# TASK REQUIREMENTS
One line at a time, check the entries below for the word "deserialized", and copy each line that has it.

══ MATERIAL SUPPLIED ══

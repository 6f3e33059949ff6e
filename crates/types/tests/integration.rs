//! Integration tests for types

#[cfg(test)]
mod tests {
    use lobup_types::*;

    #[test]
    fn test_architecture_serialization() {
        let arch = Architecture::Arm64;
        let json = serde_json::to_string(&arch).unwrap();
        assert_eq!(json, r#""arm64""#);

        let deserialized: Architecture = serde_json::from_str(&json).unwrap();
        assert_eq!(deserialized, arch);
    }

    #[test]
    fn test_ids_are_transparent() {
        let id = AppId::new("8f2d7c1a");
        assert_eq!(serde_json::to_string(&id).unwrap(), r#""8f2d7c1a""#);
        let target = UploadTarget::new(id, "1".into(), "f-1".into());
        assert_eq!(target.to_string(), "8f2d7c1a/1/f-1");
    }

    #[test]
    fn test_stage_outcomes_round_trip_through_wire_strings() {
        for stage in [
            UploadStage::AzureStorageUriRequest,
            UploadStage::AzureStorageUriRenewal,
            UploadStage::CommitFile,
        ] {
            for outcome in [
                StageOutcome::Pending,
                StageOutcome::Success,
                StageOutcome::Failed,
                StageOutcome::TimedOut,
            ] {
                // The service sends lower camel case
                let mut wire = format!("{}{}", stage.as_str(), outcome.as_str());
                wire[..1].make_ascii_lowercase();
                assert_eq!(stage.classify(&wire), Some(outcome), "{wire}");
            }
        }
    }

    #[test]
    fn test_detection_rule_tagging() {
        let rule = DetectionRule::File {
            path: "C:\\Program Files\\Tool".into(),
            file_or_folder_name: "tool.exe".into(),
            detection: FileDetectionType::Exists,
            check_32bit_on_64bit: false,
        };
        let json = serde_json::to_value(&rule).unwrap();
        assert_eq!(json["kind"], "file");
        assert_eq!(json["detection"], "exists");
    }
}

═══

# OUTPUT
        let deserialized: Architecture = serde_json::from_str(&json).unwrap();
        assert_eq!(deserialized, arch);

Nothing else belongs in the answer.